fn main() {
    basic::term::main()
}
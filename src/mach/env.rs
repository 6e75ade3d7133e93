use super::{Address, Data, Stack, Val, Var, MAX_FOR_DEPTH, MAX_GOSUB_DEPTH};
use crate::lang::ast::Ident;

/// ## Environment
///
/// Everything a running program can change other than the program itself.

#[derive(Debug)]
pub struct Environment {
    pub vars: Var,
    pub data: Data,
    pub fors: Stack<ForCheck>,
    pub gosubs: Stack<Address>,
}

/// An active `FOR` loop. `resume` is the statement after the `FOR`.
#[derive(Debug, Clone)]
pub struct ForCheck {
    pub var: Ident,
    pub end: Val,
    pub step: Val,
    pub resume: Address,
}

impl Default for Environment {
    fn default() -> Self {
        Environment {
            vars: Var::new(),
            data: Data::new(),
            fors: Stack::new(MAX_FOR_DEPTH, "TOO MANY FOR LOOPS"),
            gosubs: Stack::new(MAX_GOSUB_DEPTH, "TOO MANY GOSUBS"),
        }
    }
}

impl Environment {
    pub fn new() -> Environment {
        Environment::default()
    }

    pub fn clear(&mut self) {
        self.vars.clear();
        self.data.clear();
        self.clear_stacks();
    }

    pub fn clear_stacks(&mut self) {
        self.fors.clear();
        self.gosubs.clear();
    }
}
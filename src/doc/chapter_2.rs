/*!
# Statements

Statements on one line are separated by `:`. The short form of each
keyword is shown after it; any longer prefix ending in `.` works too.
*/

pub mod CLS {
    /*!
    ## `CLS` Clears the screen and the graphics.
    */
}

pub mod CONT {
    /*!
    ## `CONT` `C.` Continues after `STOP` or CTRL-C.
    Editing the program in between makes `CONT` fail with `HOW?`.
    */
}

pub mod DATA {
    /*!
    ## `DATA <constant>[,<constant>...]` `D.`
    Values for `READ`. Strings may be unquoted. `DATA` lines are skipped
    when the program runs through them.
    */
}

pub mod END {
    /*!
    ## `END` `E.` Stops the program.
    Running past the last line does the same.
    */
}

pub mod FOR {
    /*!
    ## `FOR <variable>=<start> TO <end> [STEP <increment>]` `F.` `S.`
    Starts a loop closed by `NEXT`. The body always runs at least once.
    `<end>` and `<increment>` are evaluated after `<variable>` is set, so
    `FOR I=3 TO 9 STEP I` steps by 3.
    ```text
    FOR I=10 TO 1 STEP -3:PRINT I;:NEXT
     10  7  4  1
    ```
    */
}

pub mod GOSUB {
    /*!
    ## `GOSUB <line number>` `GOS.`
    Runs a subroutine until `RETURN`. The line must exist or `HOW?` is
    reported. Subroutines may nest 256 deep.
    */
}

pub mod GOTO {
    /*!
    ## `GOTO <line number>` `G.`
    Continues at the line. The line number may be an expression.
    ```text
    10 GOTO 30
    20 PRINT "THIS WILL NOT PRINT"
    30 PRINT "THIS WILL PRINT"
    ```
    */
}

pub mod IF {
    /*!
    ## `IF <expression> THEN <statements>` `IF <expression> GOTO <line>`
    The rest of the line runs only when the expression is not zero.
    A line number alone after `THEN` is a `GOTO`.
    ```text
    IF A=1 THEN 100
    IF A$=NO THEN PRINT "BYE":END
    ```
    */
}

pub mod INPUT {
    /*!
    ## `INPUT ["<prompt>";]<variable>[,<variable>...]` `IN.`
    Prints `? ` and waits for a value for each variable. A number that
    cannot be stored prints `HOW?` and asks again. Typing the name of a
    variable enters its value.
    */
}

pub mod LET {
    /*!
    ## `[LET] <variable>=<expression>`
    The word `LET` is optional.
    */
}

pub mod LIST {
    /*!
    ## `LIST [<line number>]` `L.`
    Shows the program from the line on, waiting for a key after every
    twelve lines.
    */
}

pub mod LOAD {
    /*!
    ## `LOAD "<file>"` `MERGE "<file>"`
    `LOAD` replaces the program with the one in the file; `MERGE` adds
    its lines to the current program. Every line in the file must be
    numbered.
    */
}

pub mod NEW {
    /*!
    ## `NEW` Erases the program and all variables.
    */
}

pub mod NEXT {
    /*!
    ## `NEXT [<variable>]` `N.`
    Closes the innermost `FOR`, or the loop of `<variable>` after
    discarding the loops inside it.
    */
}

pub mod ON {
    /*!
    ## `ON <expression> GOTO|GOSUB <line>[,<line>...]`
    Jumps to the nth line of the list. Out of range values continue with
    the next statement.
    */
}

pub mod PRINT {
    /*!
    ## `PRINT [AT <position>,] [TAB(<column>)] [<items>]` `P.` `A.` `T.`
    A comma moves to the next 15 column zone, a semicolon keeps the
    cursor where it is. `AT` places the cursor at `row*64+column`.
    ```text
    PRINT 1,2;3
     1              2  3
    ```
    */
}

pub mod READ {
    /*!
    ## `READ <variable>[,<variable>...]` `REA.`
    Takes the next values from the `DATA` statements of the program.
    Running out is a `WHAT?`.
    */
}

pub mod REM {
    /*!
    ## `REM <anything>` The rest of the line is a remark.
    */
}

pub mod RESTORE {
    /*!
    ## `RESTORE` `REST.` `READ` starts over with the first `DATA`.
    */
}

pub mod RETURN {
    /*!
    ## `RETURN` `RET.` Continues after the last `GOSUB`.
    */
}

pub mod RUN {
    /*!
    ## `RUN [<line number>]` `R.`
    Clears the variables and runs the program.
    */
}

pub mod SAVE {
    /*!
    ## `SAVE "<file>"` Writes the program as text.
    */
}

pub mod STOP {
    /*!
    ## `STOP` `ST.` Prints `BREAK AT <line>`. `CONT` resumes.
    */
}
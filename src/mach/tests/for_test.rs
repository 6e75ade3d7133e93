use super::*;

#[test]
fn test_breaking_out_of_loop_with_goto() {
    let mut r = Runtime::default();
    let s = exec(
        &mut r,
        &[
            "10fory=1to2",
            "20forx=8to9",
            "30printy;x",
            "40goto60",
            "50next",
            "60nexty",
            "run",
        ],
    );
    assert_eq!(s, " 1  8 \n 2  8 \nREADY\n");
}

#[test]
fn test_step_is_evaluated_after_assignment() {
    let mut r = Runtime::default();
    let s = exec(&mut r, &["I=1:FOR I=3 TO 9 STEP I:PRINT I;:NEXT"]);
    assert_eq!(s, " 3  6  9 \n");
}

#[test]
fn test_negative_step() {
    let mut r = Runtime::default();
    let s = exec(&mut r, &["FOR I=3 TO 1 STEP -1:PRINT I;:NEXT I"]);
    assert_eq!(s, " 3  2  1 \n");
}

#[test]
fn test_fractional_step() {
    let mut r = Runtime::default();
    let s = exec(&mut r, &["FOR I=0 TO 1 STEP .5:PRINT I;:NEXT"]);
    assert_eq!(s, " 0  0.5  1 \n");
}

#[test]
fn test_next_without_for() {
    let mut r = Runtime::default();
    let s = exec(&mut r, &["NEXT"]);
    assert_eq!(s, "WHAT?\n?NEXT\n");
}

#[test]
fn test_named_next_closes_inner_loops() {
    let mut r = Runtime::default();
    let s = exec(
        &mut r,
        &[
            "10 FOR I=1 TO 2",
            "20 FOR J=1 TO 5",
            "30 PRINT I;J;",
            "40 NEXT I",
            "50 NEXT J",
            "RUN",
        ],
    );
    assert_eq!(s, " 1  1  2  1 \nWHAT?\n 50  ?NEXT J\nREADY\n");
}

#[test]
fn test_reentered_loop_replaces_itself() {
    let mut r = Runtime::default();
    let s = exec(
        &mut r,
        &["10 N=N+1", "20 FOR I=1 TO 2", "30 IF N<70 THEN GOTO 10", "40 PRINT N", "RUN"],
    );
    assert_eq!(s, " 70 \nREADY\n");
}
use super::{Builtin, Column, Line};
pub use super::token::{Ident, Literal, Operator};

#[derive(Debug, PartialEq, Clone)]
pub enum Statement {
    Cls(Column),
    Cont(Column),
    Data(Column, Vec<Expression>),
    Delete(Column, u16),
    End(Column),
    Expression(Column, Expression),
    For(Column, Ident, Expression, Expression, Option<Expression>),
    Gosub(Column, Expression),
    Goto(Column, Expression),
    If(Column, Expression, Vec<Statement>),
    Input(Column, Vec<Expression>, bool),
    Let(Column, Expression),
    List(Column, Option<Expression>),
    Load(Column, Expression),
    Merge(Column, Expression),
    New(Column),
    Next(Column, Option<Ident>),
    On(Column, Expression, Vec<Expression>, bool),
    Print(Column, Print),
    Read(Column, Vec<Expression>),
    Rem(Column, String),
    Replace(Column, Box<Line>),
    Restore(Column),
    Return(Column),
    Run(Column, Option<Expression>),
    Save(Column, Expression),
    Stop(Column),
}

/// Arguments of `PRINT`. A comma in the list becomes a call to
/// `Builtin::Zone`; semicolons only matter when they end the list.
#[derive(Debug, PartialEq, Clone)]
pub struct Print {
    pub at: Option<Expression>,
    pub tab: Option<Expression>,
    pub items: Vec<Expression>,
    pub newline: bool,
}

#[derive(Debug, PartialEq, Clone)]
pub enum Expression {
    Literal(Column, Literal),
    Identifier(Column, Ident),
    ArrayAccess(Column, Ident, Box<Expression>),
    Assign(Column, Box<Expression>, Box<Expression>),
    Binary(Column, Box<Expression>, Operator, Box<Expression>),
    Unary(Column, Operator, Box<Expression>),
    Grouping(Column, Box<Expression>),
    Call(Column, Builtin, Vec<Expression>),
}

impl Expression {
    pub fn column(&self) -> Column {
        use Expression::*;
        match self {
            Literal(col, ..)
            | Identifier(col, ..)
            | ArrayAccess(col, ..)
            | Assign(col, ..)
            | Binary(col, ..)
            | Unary(col, ..)
            | Grouping(col, ..)
            | Call(col, ..) => col.clone(),
        }
    }

    /// Variables and array elements can be assigned to.
    pub fn is_target(&self) -> bool {
        matches!(self, Expression::Identifier(..) | Expression::ArrayAccess(..))
    }
}

impl Statement {
    pub fn column(&self) -> Column {
        use Statement::*;
        match self {
            Cls(col) | Cont(col) | End(col) | New(col) | Restore(col) | Return(col)
            | Stop(col) => col.clone(),
            Data(col, ..) | Delete(col, ..) | Expression(col, ..) | For(col, ..)
            | Gosub(col, ..) | Goto(col, ..) | If(col, ..) | Input(col, ..) | Let(col, ..)
            | List(col, ..) | Load(col, ..) | Merge(col, ..) | Next(col, ..) | On(col, ..)
            | Print(col, ..) | Read(col, ..) | Rem(col, ..) | Replace(col, ..) | Run(col, ..)
            | Save(col, ..) => col.clone(),
        }
    }
}

pub trait Visitor {
    fn visit_statement(&mut self, _: &Statement) {}
    fn visit_expression(&mut self, _: &Expression) {}
}

pub trait AcceptVisitor {
    fn accept<V: Visitor>(&self, visitor: &mut V);
}

impl AcceptVisitor for Statement {
    fn accept<V: Visitor>(&self, visitor: &mut V) {
        use Statement::*;
        match self {
            Cls(_) | Cont(_) | Delete(..) | End(_) | New(_) | Rem(..) | Replace(..)
            | Restore(_) | Return(_) | Stop(_) | Next(..) => {}
            Data(_, vec_expr) | Input(_, vec_expr, _) | Read(_, vec_expr) => {
                for expr in vec_expr {
                    expr.accept(visitor);
                }
            }
            Expression(_, expr) | Gosub(_, expr) | Goto(_, expr) | Let(_, expr)
            | Load(_, expr) | Merge(_, expr) | Save(_, expr) => {
                expr.accept(visitor);
            }
            For(_, _, expr1, expr2, expr3) => {
                expr1.accept(visitor);
                expr2.accept(visitor);
                if let Some(expr3) = expr3 {
                    expr3.accept(visitor);
                }
            }
            If(_, predicate, vec_stmt) => {
                predicate.accept(visitor);
                for stmt in vec_stmt {
                    stmt.accept(visitor);
                }
            }
            List(_, expr) | Run(_, expr) => {
                if let Some(expr) = expr {
                    expr.accept(visitor);
                }
            }
            On(_, selector, vec_expr, _) => {
                selector.accept(visitor);
                for expr in vec_expr {
                    expr.accept(visitor);
                }
            }
            Print(_, print) => {
                if let Some(at) = &print.at {
                    at.accept(visitor);
                }
                if let Some(tab) = &print.tab {
                    tab.accept(visitor);
                }
                for expr in &print.items {
                    expr.accept(visitor);
                }
            }
        }
        visitor.visit_statement(self)
    }
}

impl AcceptVisitor for Expression {
    fn accept<V: Visitor>(&self, visitor: &mut V) {
        use Expression::*;
        match self {
            Literal(..) | Identifier(..) => {}
            ArrayAccess(_, _, expr) | Unary(_, _, expr) | Grouping(_, expr) => {
                expr.accept(visitor);
            }
            Assign(_, expr1, expr2) | Binary(_, expr1, _, expr2) => {
                expr1.accept(visitor);
                expr2.accept(visitor);
            }
            Call(_, _, vec_expr) => {
                for expr in vec_expr {
                    expr.accept(visitor);
                }
            }
        }
        visitor.visit_expression(self)
    }
}
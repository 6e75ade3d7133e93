use super::Val;
use crate::error;
use crate::lang::Error;
use std::collections::HashMap;
use std::rc::Rc;

type Result<T> = std::result::Result<T, Error>;

/// ## Variable memory
///
/// Only the first letter of a name counts, plus the `$` of a string
/// variable. `COUNT` and `CHRIS` are the same variable.

#[derive(Debug, Default)]
pub struct Var {
    vars: HashMap<Rc<str>, Val>,
    arrays: HashMap<Rc<str>, HashMap<i32, Val>>,
}

impl Var {
    pub fn new() -> Var {
        Var::default()
    }

    pub fn clear(&mut self) {
        self.vars.clear();
        self.arrays.clear();
    }

    fn key(var_name: &str) -> Rc<str> {
        let mut key: String = var_name
            .chars()
            .take(1)
            .map(|c| c.to_ascii_lowercase())
            .collect();
        if var_name.ends_with('$') {
            key.push('$');
        }
        key.into()
    }

    fn default_for(key: &str) -> Val {
        if key.ends_with('$') {
            Val::String("".into())
        } else {
            Val::Integer(0)
        }
    }

    /// True when both names refer to the same variable.
    pub fn same(a: &str, b: &str) -> bool {
        Var::key(a) == Var::key(b)
    }

    pub fn exists(&self, var_name: &str) -> bool {
        self.vars.contains_key(&Var::key(var_name))
    }

    /// Reading a variable defines it.
    pub fn get(&mut self, var_name: &str) -> Val {
        let key = Var::key(var_name);
        self.vars
            .entry(key.clone())
            .or_insert_with(|| Var::default_for(&key))
            .clone()
    }

    pub fn assign(&mut self, var_name: &str, value: Val) -> Result<Val> {
        let key = Var::key(var_name);
        let value = Var::validate(&key, value)?;
        self.vars.insert(key, value.clone());
        Ok(value)
    }

    pub fn get_array(&mut self, var_name: &str, index: i32) -> Val {
        self.arrays
            .entry(Var::key(var_name))
            .or_default()
            .entry(index)
            .or_insert(Val::Integer(0))
            .clone()
    }

    pub fn assign_array(&mut self, var_name: &str, index: i32, value: Val) -> Result<Val> {
        let key = Var::key(var_name);
        if key.ends_with('$') {
            return Err(error!(TypeMismatch));
        }
        let value = Var::validate(&key, value)?;
        self.arrays
            .entry(key)
            .or_default()
            .insert(index, value.clone());
        Ok(value)
    }

    /// A numeric variable takes a one character string as zero; anything
    /// longer will not fit.
    fn validate(key: &str, value: Val) -> Result<Val> {
        match (key.ends_with('$'), value) {
            (true, Val::String(s)) => Ok(Val::String(s)),
            (true, _) => Err(error!(TypeMismatch)),
            (false, Val::String(s)) => {
                if s.chars().count() <= 1 {
                    Ok(Val::Integer(0))
                } else {
                    Err(error!(StringTooLong))
                }
            }
            (false, Val::Bool(b)) => Ok(Val::Integer(b as i32)),
            (false, value) => Ok(value),
        }
    }
}

#[cfg(test)]
mod tests {
    use super::*;

    #[test]
    fn test_first_letter_is_significant() {
        let mut var = Var::new();
        var.assign("COUNT", Val::Integer(3)).unwrap();
        assert_eq!(var.get("CHRIS"), Val::Integer(3));
        assert_eq!(var.get("c"), Val::Integer(3));
        assert_eq!(var.get("C$"), Val::from(""));
    }

    #[test]
    fn test_get_defines() {
        let mut var = Var::new();
        assert!(!var.exists("Y"));
        assert_eq!(var.get("Y"), Val::Integer(0));
        assert!(var.exists("Y"));
    }

    #[test]
    fn test_string_into_numeric() {
        let mut var = Var::new();
        assert_eq!(var.assign("A", Val::from("X")), Ok(Val::Integer(0)));
        let e = var.assign("A", Val::from("XY")).unwrap_err();
        assert_eq!(e.code(), crate::lang::ErrorCode::StringTooLong);
        assert_eq!(e.kind(), crate::lang::ErrorKind::ValueOutOfRange);
        assert!(var.assign("A$", Val::Integer(1)).is_err());
    }

    #[test]
    fn test_sparse_array() {
        let mut var = Var::new();
        assert_eq!(var.get_array("A", 500), Val::Integer(0));
        var.assign_array("A", 3, Val::Single(1.5)).unwrap();
        assert_eq!(var.get_array("ALPHA", 3), Val::Single(1.5));
        assert_eq!(var.get("A"), Val::Integer(0));
    }
}
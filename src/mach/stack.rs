use crate::error;
use crate::lang::Error;

type Result<T> = std::result::Result<T, Error>;

/// ## Stack enforced and size limited vector

pub struct Stack<T> {
    overflow_message: &'static str,
    limit: usize,
    vec: Vec<T>,
}

impl<T: std::fmt::Debug> std::fmt::Debug for Stack<T> {
    fn fmt(&self, f: &mut std::fmt::Formatter<'_>) -> std::fmt::Result {
        write!(f, "{:?}", self.vec)
    }
}

impl<T> Stack<T> {
    pub fn new(limit: usize, overflow_message: &'static str) -> Stack<T> {
        Stack {
            overflow_message,
            limit,
            vec: vec![],
        }
    }
    pub fn clear(&mut self) {
        self.vec.clear()
    }
    pub fn len(&self) -> usize {
        self.vec.len()
    }
    pub fn is_empty(&self) -> bool {
        self.vec.is_empty()
    }
    pub fn last(&self) -> Option<&T> {
        self.vec.last()
    }
    pub fn push(&mut self, val: T) -> Result<()> {
        if self.vec.len() >= self.limit {
            return Err(error!(OutOfMemory; self.overflow_message));
        }
        self.vec.push(val);
        Ok(())
    }
    pub fn pop(&mut self) -> Option<T> {
        self.vec.pop()
    }
    pub fn truncate(&mut self, len: usize) {
        self.vec.truncate(len)
    }
    pub fn iter(&self) -> std::slice::Iter<'_, T> {
        self.vec.iter()
    }
}

#[cfg(test)]
mod tests {
    use super::*;

    #[test]
    fn test_overflow() {
        let mut stack: Stack<u8> = Stack::new(2, "TOO DEEP");
        stack.push(1).unwrap();
        stack.push(2).unwrap();
        let e = stack.push(3).unwrap_err();
        assert_eq!(e.legacy(), crate::lang::Legacy::Sorry);
        assert_eq!(e.detail(), "TOO DEEP");
        assert_eq!(stack.pop(), Some(2));
        assert_eq!(stack.len(), 1);
    }
}
/*!
# Expressions and Types

Level I has 26 numeric variables named `A` through `Z` and string
variables such as `A$` and `B$`. Numbers are integers until a
calculation needs a fraction or overflows, then they become single
precision floating point.

```text
A=5
B=A/2
PRINT A;B
 5  2.5
```

Quotes are optional when a string is assigned or compared, which is
how programs ask yes or no questions on a machine without much memory.

```text
A$=YES
IF A$=YES THEN PRINT "OK"
OK
```

Any letter can name an array, `A(n)` being the usual one. Arrays need
no `DIM`; they use whatever memory the program leaves free, so the
largest index shrinks as the program grows. `A` and `A(1)` are
different variables.

## Operators
From highest to lowest precedence:

| Operator | Meaning |
|----------|---------|
| `-` | Negation |
| `*` `/` | Multiply and divide |
| `+` `-` | Add and subtract |
| `=` `<>` `<` `<=` `>` `>=` | Comparison |

Comparisons yield 1 for true and 0 for false. There are no logical
operators; `*` acts as AND and `+` acts as OR on comparison results.

```text
IF (A>1)*(A<5) THEN PRINT "BETWEEN"
```

## Printing numbers
Non-negative numbers print with a leading space for the sign and every
number is followed by a space. Values smaller than 0.1 or of a million
and more print in scientific form.

```text
PRINT 1/3;1000000;.01
 0.33333  1E+06  1E-02
```
*/
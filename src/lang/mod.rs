/*!
# Rust Language Module

This Rust module provides lexical analysis and parsing of TRS-80 Level I BASIC.

*/

#[macro_use]
mod error;
mod builtin;
mod lex;
mod line;
mod parse;

pub use builtin::Builtin;
pub use error::Error;
pub use error::ErrorCode;
pub use error::ErrorKind;
pub use error::Legacy;
pub use lex::scan;
pub use line::Line;
pub use parse::parse;

pub mod ast;
pub mod token;

#[cfg(test)]
mod tests;

/// Line number of a stored program line. `None` is a direct (immediate) line.
pub type LineNumber = Option<u16>;

/// Character range within the statement text of a line.
pub type Column = std::ops::Range<usize>;

/// Highest line number accepted by the editor.
pub const MAX_LINE_NUMBER: u16 = 32767;
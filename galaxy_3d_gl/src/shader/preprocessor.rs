/// Conditional-compilation pass run on shader source before native compilation
///
/// Handles `#define`, `#ifdef`, `#ifndef`, `#else` and `#endif`. Conditional
/// directives are replaced by empty lines and lines inside a branch that is
/// not taken are blanked, so the output has exactly as many lines as the
/// input and driver error messages keep pointing at the right line. Every
/// other directive (`#version`, `#extension`, ...) is left to the native
/// compiler. `#if` blocks are tracked only so that their `#else`/`#endif`
/// reach the native compiler untouched.

use rustc_hash::FxHashSet;

use crate::error::{Error, Result};
use crate::engine_err;

const SOURCE: &str = "galaxy3d::gl::preprocess";

/// One open `#ifdef` / `#ifndef` block
#[derive(Debug)]
struct OpenBlock<'a> {
    symbol: &'a str,
    branch_taken: bool,
    /// Opened by `#if`, resolved by the native compiler
    native: bool,
}

#[derive(Debug, PartialEq)]
enum Directive<'a> {
    Define(&'a str),
    IfDef(&'a str),
    IfNDef(&'a str),
    If,
    Else,
    EndIf,
    Text,
}

/// Resolve conditional blocks in `source`
///
/// # Arguments
///
/// * `source` - Shader source text
/// * `defines` - Symbols defined before the first line (like `-D` on a C compiler)
///
/// # Errors
///
/// - `Error::UnterminatedConditional` if a block is still open at the end of input
/// - `Error::Preprocessor` for `#else`/`#endif` without an open block, or
///   `#ifdef`/`#ifndef` without a symbol
///
/// # Example
///
/// ```
/// use galaxy_3d_gl::galaxy3d::shader::preprocess;
///
/// let src = "#ifdef FOG\nfog();\n#else\nnofog();\n#endif";
/// let out = preprocess(src, &["FOG"]).unwrap();
/// assert_eq!(out, "\nfog();\n\n\n");
/// ```
pub fn preprocess<S: AsRef<str>>(source: &str, defines: &[S]) -> Result<String> {
    let mut symbols: FxHashSet<&str> = defines.iter().map(|d| d.as_ref()).collect();
    let mut stack: Vec<OpenBlock> = Vec::new();
    let mut output: Vec<&str> = Vec::new();

    for (index, line) in source.split('\n').enumerate() {
        let line_number = index + 1;
        match parse_directive(line, line_number)? {
            Directive::IfDef(symbol) => {
                stack.push(OpenBlock { symbol, branch_taken: symbols.contains(symbol), native: false });
                output.push("");
            }
            Directive::IfNDef(symbol) => {
                stack.push(OpenBlock { symbol, branch_taken: !symbols.contains(symbol), native: false });
                output.push("");
            }
            Directive::If => {
                output.push(if all_taken(&stack) { line } else { "" });
                stack.push(OpenBlock { symbol: "#if", branch_taken: true, native: true });
            }
            Directive::Else => {
                let block = stack.last_mut().ok_or_else(|| engine_err!(SOURCE, Error::Preprocessor(
                    format!("line {}: #else without #ifdef/#ifndef", line_number)
                )))?;
                if block.native {
                    output.push(if all_taken(&stack) { line } else { "" });
                } else {
                    block.branch_taken = !block.branch_taken;
                    output.push("");
                }
            }
            Directive::EndIf => {
                let block = stack.pop().ok_or_else(|| engine_err!(SOURCE, Error::Preprocessor(
                    format!("line {}: #endif without #ifdef/#ifndef", line_number)
                )))?;
                let keep = block.native && all_taken(&stack);
                output.push(if keep { line } else { "" });
            }
            Directive::Define(symbol) => {
                symbols.insert(symbol);
                output.push(if all_taken(&stack) { line } else { "" });
            }
            Directive::Text => {
                output.push(if all_taken(&stack) { line } else { "" });
            }
        }
    }

    if let Some(block) = stack.iter().rev().find(|block| !block.native) {
        return Err(engine_err!(SOURCE, Error::UnterminatedConditional {
            symbol: block.symbol.to_string(),
        }));
    }

    Ok(output.join("\n"))
}

fn all_taken(stack: &[OpenBlock]) -> bool {
    stack.iter().all(|block| block.branch_taken)
}

fn parse_directive(line: &str, line_number: usize) -> Result<Directive<'_>> {
    let Some(rest) = line.trim_start().strip_prefix('#') else {
        return Ok(Directive::Text);
    };
    let rest = rest.trim_start();
    let keyword_end = rest
        .find(|c: char| !(c.is_ascii_alphanumeric() || c == '_'))
        .unwrap_or(rest.len());
    let (keyword, tail) = rest.split_at(keyword_end);

    let directive = match keyword.to_ascii_lowercase().as_str() {
        // A #define without a name is left for the native compiler to reject
        "define" => symbol_of(tail).map_or(Directive::Text, Directive::Define),
        "ifdef" => Directive::IfDef(require_symbol(tail, "#ifdef", line_number)?),
        "ifndef" => Directive::IfNDef(require_symbol(tail, "#ifndef", line_number)?),
        "if" => Directive::If,
        "else" => Directive::Else,
        "endif" => Directive::EndIf,
        _ => Directive::Text,
    };
    Ok(directive)
}

fn symbol_of(tail: &str) -> Option<&str> {
    let tail = tail.trim_start();
    let end = tail
        .find(|c: char| !(c.is_ascii_alphanumeric() || c == '_'))
        .unwrap_or(tail.len());
    if end == 0 {
        None
    } else {
        Some(&tail[..end])
    }
}

fn require_symbol<'a>(tail: &'a str, directive: &str, line_number: usize) -> Result<&'a str> {
    symbol_of(tail).ok_or_else(|| engine_err!(SOURCE, Error::Preprocessor(
        format!("line {}: {} without a symbol", line_number, directive)
    )))
}

#[cfg(test)]
#[path = "preprocessor_tests.rs"]
mod tests;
++++++++++++++++++++
REQUIRED ACTION: Check each line of the material for "same". Copy the ones that have it.

RESULT FOR THIS EXERCISE:
    Running past the last line does the same.
/// variable. `COUNT` and `CHRIS` are the same variable.
    /// True when both names refer to the same variable.
    pub fn same(a: &str, b: &str) -> bool {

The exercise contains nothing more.